|Nutritional Guidelines (per serving)|
|Amount per serving|
|% Daily Value*|
|Total Fat 4g||5%|
|Saturated Fat 0g||2%|
|Total Carbohydrate 37g||13%|
|Dietary Fiber 7g||23%|
|*The % Daily Value (DV) tells you how much a nutrient in a food serving contributes to a daily diet. 2,000 calories a day is used for general nutrition advice.|
Turmeric is a golden spice that has long been touted for its healing benefits in the ayurvedic medical tradition, the sister science of yoga. Yogi Bhajan, founder of the Yogi Tea brand who brought Kundalini Yoga to the United States, recommends this hot turmeric tea recipe for joint and bone health. Putting oil in tea may seem strange at first, but the result is heavenly and quite soothing.
In Ayurveda, the sister science of yoga, turmeric is thought to aid in digestion, support a healthy immune system, support healthy cholesterol levels, and support liver detoxification, among other benefits. In Western medicine, research shows that turmeric may ease an upset stomach, reduce osteoarthritis pain, and provide anti-inflammatory, anticancer and antioxidant benefits. In addition, research suggests turmeric may have bone health benefits for women with post-menopausal osteoporosis.
Enjoy a cup of this turmeric tea whenever you want a comforting, relaxing beverage with health benefits.
- 2 tablespoons ground turmeric
- 1/4 cup water
- 1 cup milk (or soy milk, or other non-dairy milk substitute)
- 1 teaspoon almond oil
- 1 teaspoon honey
Stir together the ground turmeric and water in a small saucepan.

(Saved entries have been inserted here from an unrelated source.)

//! Client for the Mercury escrow program.
//!
//! A maker locks `maker_token` in a program owned vault; a taker pays in
//! `taker_token` and receives the vault content, or the maker takes it back
//! with a refund.

use crate::{prelude::*, utils::build_anchor_instruction};
use borsh::{BorshDeserialize, BorshSerialize};
use solana_program::system_program;
use spl_associated_token_account::get_associated_token_address;

pub mod make;
pub mod refund;
pub mod show;
pub mod take;

pub const ESCROW_PROGRAM_ID: Pubkey =
    solana_sdk::pubkey!("Fg6PaFpoGXkYsidMpWTK6W2BeZ7FEfcYkg476zPFsLnS");

pub const ESCROW_ACCOUNT: &str = "Escrow";

#[serde_as]
#[derive(BorshSerialize, BorshDeserialize, Serialize, Deserialize, Debug, Clone, PartialEq, Eq)]
pub struct Escrow {
    #[serde_as(as = "DisplayFromStr")]
    pub maker: Pubkey,
    #[serde_as(as = "DisplayFromStr")]
    pub taker: Pubkey,
    #[serde_as(as = "DisplayFromStr")]
    pub maker_token: Pubkey,
    #[serde_as(as = "DisplayFromStr")]
    pub taker_token: Pubkey,
    pub seed: u64,
    pub auth_bump: u8,
    pub vault_bump: u8,
    pub escrow_bump: u8,
}

#[derive(BorshSerialize, Debug, Clone, Copy)]
pub struct MakeArgs {
    pub seed: u64,
    pub deposit_amount: u64,
    pub offer_amount: u64,
}

/// Signs for the vault.
pub fn find_auth() -> (Pubkey, u8) {
    Pubkey::find_program_address(&[b"auth"], &ESCROW_PROGRAM_ID)
}

pub fn find_escrow(maker: &Pubkey, seed: u64) -> (Pubkey, u8) {
    Pubkey::find_program_address(
        &[b"escrow", maker.as_ref(), &seed.to_le_bytes()],
        &ESCROW_PROGRAM_ID,
    )
}

pub fn find_vault(escrow: &Pubkey) -> (Pubkey, u8) {
    Pubkey::find_program_address(&[b"vault", escrow.as_ref()], &ESCROW_PROGRAM_ID)
}

pub fn make_instruction(
    maker: &Pubkey,
    maker_token: &Pubkey,
    taker_token: &Pubkey,
    args: MakeArgs,
) -> crate::Result<Instruction> {
    let (auth, _) = find_auth();
    let (escrow, _) = find_escrow(maker, args.seed);
    let (vault, _) = find_vault(&escrow);
    build_anchor_instruction(
        ESCROW_PROGRAM_ID,
        "make",
        vec![
            AccountMeta::new(*maker, true),                                         // maker (writable signer)
            AccountMeta::new(get_associated_token_address(maker, maker_token), false), // maker_ata (writable)
            AccountMeta::new_readonly(*maker_token, false),                         // maker_token
            AccountMeta::new_readonly(*taker_token, false),                         // taker_token
            AccountMeta::new_readonly(auth, false),                                 // auth
            AccountMeta::new(vault, false),                                         // vault (writable)
            AccountMeta::new(escrow, false),                                        // escrow (writable)
            AccountMeta::new_readonly(spl_token::id(), false),                      // token_program
            AccountMeta::new_readonly(system_program::id(), false),                 // system_program
            AccountMeta::new_readonly(spl_associated_token_account::id(), false),   // associated_token_program
        ],
        &args,
    )
}

pub fn take_instruction(
    taker: &Pubkey,
    escrow_address: &Pubkey,
    escrow: &Escrow,
) -> crate::Result<Instruction> {
    let (auth, _) = find_auth();
    let (vault, _) = find_vault(escrow_address);
    build_anchor_instruction(
        ESCROW_PROGRAM_ID,
        "take",
        vec![
            AccountMeta::new(escrow.maker, false), // maker (writable)
            AccountMeta::new(
                get_associated_token_address(&escrow.maker, &escrow.taker_token),
                false,
            ), // maker_receive_ata (writable)
            AccountMeta::new_readonly(escrow.maker_token, false), // maker_token
            AccountMeta::new(*taker, true),                      // taker (writable signer)
            AccountMeta::new(
                get_associated_token_address(taker, &escrow.taker_token),
                false,
            ), // taker_ata (writable)
            AccountMeta::new(
                get_associated_token_address(taker, &escrow.maker_token),
                false,
            ), // taker_receive_ata (writable)
            AccountMeta::new_readonly(escrow.taker_token, false), // taker_token
            AccountMeta::new_readonly(auth, false),               // auth
            AccountMeta::new(vault, false),                       // vault (writable)
            AccountMeta::new(*escrow_address, false),             // escrow (writable)
            AccountMeta::new_readonly(spl_token::id(), false),    // token_program
            AccountMeta::new_readonly(spl_associated_token_account::id(), false), // associated_token_program
            AccountMeta::new_readonly(system_program::id(), false), // system_program
        ],
        &(),
    )
}

pub fn refund_instruction(escrow_address: &Pubkey, escrow: &Escrow) -> crate::Result<Instruction> {
    let (auth, _) = find_auth();
    let (vault, _) = find_vault(escrow_address);
    build_anchor_instruction(
        ESCROW_PROGRAM_ID,
        "refund",
        vec![
            AccountMeta::new(escrow.maker, true), // maker (writable signer)
            AccountMeta::new(
                get_associated_token_address(&escrow.maker, &escrow.maker_token),
                false,
            ), // maker_ata (writable)
            AccountMeta::new_readonly(escrow.maker_token, false), // maker_token
            AccountMeta::new_readonly(auth, false),               // auth
            AccountMeta::new(vault, false),                       // vault (writable)
            AccountMeta::new(*escrow_address, false),             // escrow (writable)
            AccountMeta::new_readonly(spl_token::id(), false),    // token_program
            AccountMeta::new_readonly(system_program::id(), false), // system_program
        ],
        &(),
    )
}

Bring to a simmer and allow to cook, stirring, until a thick paste is formed.
Use 1/2 to 1 teaspoon of this turmeric paste for each cup of tea.
Add turmeric paste, milk, almond oil and honey to saucepan and reduce heat to low.

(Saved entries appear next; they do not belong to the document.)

#[derive(Debug, Clone, PartialEq, Eq, Serialize, Deserialize)]
#[serde(default)]
pub struct ClientConfig {
    pub network: NetworkConfig,
    pub commitment: CommitmentLevel,
    pub wallet: PathBuf,
    pub bundlr: BundlrConfig,
    pub execution: ExecutionConfig,
}

impl Default for ClientConfig {
    fn default() -> Self {
        Self {
            network: NetworkConfig::default(),
            commitment: CommitmentLevel::Confirmed,
            wallet: DEFAULT_WALLET_PATH.into(),
            bundlr: BundlrConfig::default(),
            execution: ExecutionConfig::default(),
        }
    }
}

impl ClientConfig {
    /// Read a TOML config file.
    pub fn load(path: impl AsRef<Path>) -> Result<Self, Error> {
        let path = path.as_ref();
        let text = std::fs::read_to_string(path).map_err(|source| Error::Read {
            path: path.to_owned(),
            source,
        })?;
        Ok(toml::from_str(&text)?)
    }

    /// Read `path` if given, otherwise [`DEFAULT_CONFIG_PATH`] when it exists.
    pub fn get_config(path: Option<&Path>) -> Result<Self, Error> {
        match path {
            Some(path) => Self::load(path),
            None if Path::new(DEFAULT_CONFIG_PATH).exists() => Self::load(DEFAULT_CONFIG_PATH),
            None => {
                tracing::debug!("no config file, using default config");
                Ok(Self::default())
            }
        }
    }

    pub fn apply_env(&mut self, env: &HashMap<String, String>) -> Result<(), Error> {
        if let Some(url) = env.get(env::SOLANA_RPC_URL) {
            self.network.url = Some(url.clone());
        }
        if let Some(cluster) = env.get(env::SOLANA_CLUSTER) {
            self.network.cluster = Some(cluster.parse()?);
        }
        if let Some(path) = env.get(env::WALLET_PATH) {
            self.wallet = path.into();
        }
        if let Some(address) = env.get(env::BUNDLR_ADDRESS) {
            self.bundlr.address = Some(address.clone());
        }
        self.execution.apply_env(env)
    }

    /// Set the commitment used for queries and for waiting on transactions.
    pub fn set_commitment(&mut self, level: CommitmentLevel) {
        self.commitment = level;
        self.execution.wait_commitment_level = level;
    }

    /// Explicit cluster, else guessed from the URL, else devnet.
    pub fn cluster(&self) -> SolanaNet {
        self.network
            .cluster
            .or_else(|| {
                self.network
                    .url
                    .as_deref()
                    .and_then(|url| SolanaNet::from_url(url).ok())
            })
            .unwrap_or(SolanaNet::Devnet)
    }

    pub fn rpc_url(&self) -> String {
        self.network
            .url
            .clone()
            .unwrap_or_else(|| self.cluster().url())
    }

    pub fn commitment_config(&self) -> CommitmentConfig {
        CommitmentConfig {
            commitment: self.commitment,
        }
    }
}

#[cfg(test)]
mod tests {
    use super::*;

    fn env_map<const N: usize>(kv: [(&str, &str); N]) -> HashMap<String, String> {
        kv.into_iter()
            .map(|(k, v)| (k.to_owned(), v.to_owned()))
            .collect()
    }

    #[test]
    fn test_parse_execution_env() {
        let c = ExecutionConfig::from_env(&env_map([
            (env::COMPUTE_BUDGET, "auto"),
            (env::FALLBACK_COMPUTE_BUDGET, "500000"),
            (env::PRIORITY_FEE, "1000"),
            (env::SIMULATION_COMMITMENT_LEVEL, "confirmed"),
            (env::TX_COMMITMENT_LEVEL, "finalized"),
            (env::WAIT_COMMITMENT_LEVEL, "processed"),
        ]))
        .unwrap();
        assert_eq!(
            c,
            ExecutionConfig {
                compute_budget: InsertionBehavior::Auto,
                fallback_compute_budget: Some(500000),
                priority_fee: InsertionBehavior::Value(1000),
                simulation_commitment_level: CommitmentLevel::Confirmed,
                tx_commitment_level: CommitmentLevel::Finalized,
                wait_commitment_level: CommitmentLevel::Processed,
            }
        );
    }

    #[test]
    fn test_invalid_env() {
        let error = ExecutionConfig::from_env(&env_map([(env::PRIORITY_FEE, "lots")])).unwrap_err();
        assert!(matches!(
            error,
            Error::InvalidEnv {
                key: env::PRIORITY_FEE,
                ..
            }
        ));
    }

    #[test]
    fn test_parse_toml() {
        let c: ClientConfig = toml::from_str(
            r#"
wallet = "dev-wallet.json"
commitment = "finalized"

[network]
cluster = "localnet"

[bundlr]
timeout_secs = 30

[execution]
compute_budget = "no"
priority_fee = "250"
"#,
        )
        .unwrap();
        assert_eq!(c.wallet, PathBuf::from("dev-wallet.json"));
        assert_eq!(c.commitment, CommitmentLevel::Finalized);
        assert_eq!(c.cluster(), SolanaNet::Localnet);
        assert_eq!(c.rpc_url(), "http://localhost:8899");
        assert_eq!(c.bundlr.timeout_secs, 30);
        assert_eq!(c.bundlr.address, None);
        assert_eq!(c.execution.compute_budget, InsertionBehavior::No);
        assert_eq!(c.execution.priority_fee, InsertionBehavior::Value(250));
        assert_eq!(
            c.execution.wait_commitment_level,
            CommitmentLevel::Confirmed
        );
    }

    #[test]
    fn test_load_file() {
        let dir = tempfile::tempdir().unwrap();
        let path = dir.path().join("cluster.toml");
        std::fs::write(&path, "[network]\nurl = \"https://api.devnet.solana.com\"\n").unwrap();
        let c = ClientConfig::load(&path).unwrap();
        assert_eq!(c.cluster(), SolanaNet::Devnet);
        assert_eq!(c.wallet, PathBuf::from(DEFAULT_WALLET_PATH));
    }

    #[test]
    fn test_env_overrides() {
        let mut c = ClientConfig::default();
        c.apply_env(&env_map([
            (env::SOLANA_RPC_URL, "http://127.0.0.1:8899"),
            (env::WALLET_PATH, "other.json"),
            (env::COMPUTE_BUDGET, "300000"),
        ]))
        .unwrap();
        assert_eq!(c.cluster(), SolanaNet::Localnet);
        assert_eq!(c.rpc_url(), "http://127.0.0.1:8899");
        assert_eq!(c.wallet, PathBuf::from("other.json"));
        assert_eq!(c.execution.compute_budget, InsertionBehavior::Value(300000));
    }

    #[test]
    fn test_net_from_url() {
        assert_eq!(
            SolanaNet::from_url("https://api.devnet.solana.com").unwrap(),
            SolanaNet::Devnet
        );
        assert_eq!(
            SolanaNet::from_url("http://localhost:8899").unwrap(),
            SolanaNet::Localnet
        );
        assert!(SolanaNet::from_url("https://rpc.example.org").is_err());
    }

    #[test]
    fn test_explorer_query() {
        assert_eq!(SolanaNet::Devnet.explorer_query(), "?cluster=devnet");
        assert_eq!(SolanaNet::Mainnet.explorer_query(), "");
    }

    #[test]
    fn test_bundlr_node() {
        let c = BundlrConfig::default();
        assert_eq!(
            c.node_url(SolanaNet::Devnet).as_deref(),
            Some("https://devnet.bundlr.network")
        );
        assert_eq!(c.node_url(SolanaNet::Testnet), None);
        let c = BundlrConfig {
            address: Some("http://localhost:10000/".to_owned()),
            ..<_>::default()
        };
        assert_eq!(
            c.node_url(SolanaNet::Localnet).as_deref(),
            Some("http://localhost:10000")
        );
    }
}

Bring milk just to a boil then remove from heat.
Whisk briskly or blend if you prefer a frothier drink.
Be sure to use almond oil and not a substitute in this turmeric tea recipe. Don’t try this with olive oil if you’re out of almond oil -- you will likely spit it out!
Almond oil is rich in Vitamin E, monounsaturated fatty acids, proteins, potassium, and zinc, making it beneficial for skin, hair and heart health.
Try adding a little cinnamon to your tea for a flavor boost.
Bright, S. (2015, June 24). 12 benefits of sweet almond oil for skin, hair & health. Retrieved December 4, 2016, from Natural Living Ideas, http://www.naturallivingideas.com/sweet-almond-oil-benefits/
Domonell, K. (2015, March 2). Turmeric: The golden spice. Retrieved December 4, 2016, from Food & Nutrition magazine, http://www.foodandnutrition.org/March-April-2015/Turmeric-The-Golden-Spice/
Khalsa, S. About Yogi Bhajan. Retrieved December 4, 2016, from HO3 Foundation, https://www.3ho.org/yogi-bhajan/about-yogi-bhajan
Plate, E., & Ayurveda, M. (2012, June 1). Turmeric. Retrieved December 4, 2016, from Maharishi Ayurveda Blog, http://www.mapi.com/blog/turmeric.html#gsc.tab=0
U.S. Department of Health and Human Services. (2010, September 8). Laboratory study shows Turmeric may have bone-protective effects. Retrieved December 4, 2016, from National Center for Complementary and Integrative Health, https://nccih.nih.gov/research/results/spotlight/093010.htm
Benzie IFF, Wachtel-Galor S. Herbal Medicine Biomolecular and Clinical Aspects, Second Edition. CRC Press Taylor & Francis. 2011.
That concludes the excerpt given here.